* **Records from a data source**
*** Begin section ***
//! Human-readable explain tree for a [`Plan`](super::Plan).
//!
//! Not part of `§4.D`'s wire format — additive tooling for the CLI's
//! `explain` subcommand, in the spirit of `sombra`'s `PlanExplain`/
//! `ExplainNode`.

use std::collections::BTreeSet;

use super::{OpId, OpNode, Plan};

/// One node of the explain tree.
#[derive(Clone, Debug)]
pub struct ExplainNode {
    /// Operator id.
    pub id: OpId,
    /// Operator kind name, e.g. `"traverse"`.
    pub op: String,
    /// Upstream explain nodes.
    pub inputs: Vec<ExplainNode>,
}

/// Builds a human-readable tree rooted at `plan.root`, following `deps`
/// edges. Operators reachable more than once (e.g. shared subexpressions)
/// are only expanded the first time they are visited.
pub fn explain(plan: &Plan) -> ExplainNode {
    let mut visited = BTreeSet::new();
    build(plan, &plan.root, &mut visited)
}

fn build(plan: &Plan, id: &OpId, visited: &mut BTreeSet<OpId>) -> ExplainNode {
    let node: &OpNode = match plan.op(id) {
        Some(n) => n,
        None => {
            return ExplainNode {
                id: id.clone(),
                op: "<missing>".into(),
                inputs: vec![],
            }
        }
    };
    if !visited.insert(id.clone()) {
        return ExplainNode {
            id: id.clone(),
            op: format!("{} (repeated)", node.kind.name()),
            inputs: vec![],
        };
    }
    let inputs = node
        .deps
        .iter()
        .map(|dep| build(plan, dep, visited))
        .collect();
    ExplainNode {
        id: id.clone(),
        op: node.kind.name().to_string(),
        inputs,
    }
}

/// Renders an explain tree as indented text.
pub fn render(node: &ExplainNode) -> String {
    let mut out = String::new();
    render_into(node, 0, &mut out);
    out
}

fn render_into(node: &ExplainNode, depth: usize, out: &mut String) {
    out.push_str(&"  ".repeat(depth));
    out.push_str(&format!("{} [{}]\n", node.op, node.id));
    for input in &node.inputs {
        render_into(input, depth + 1, out);
    }
}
*** End section ***
* **WORK TO BE COMPLETED**
The answer must consist of every line from the data that contains the word "super".

* **TASK ANSWER**
//! Human-readable explain tree for a [`Plan`](super::Plan).
use super::{OpId, OpNode, Plan};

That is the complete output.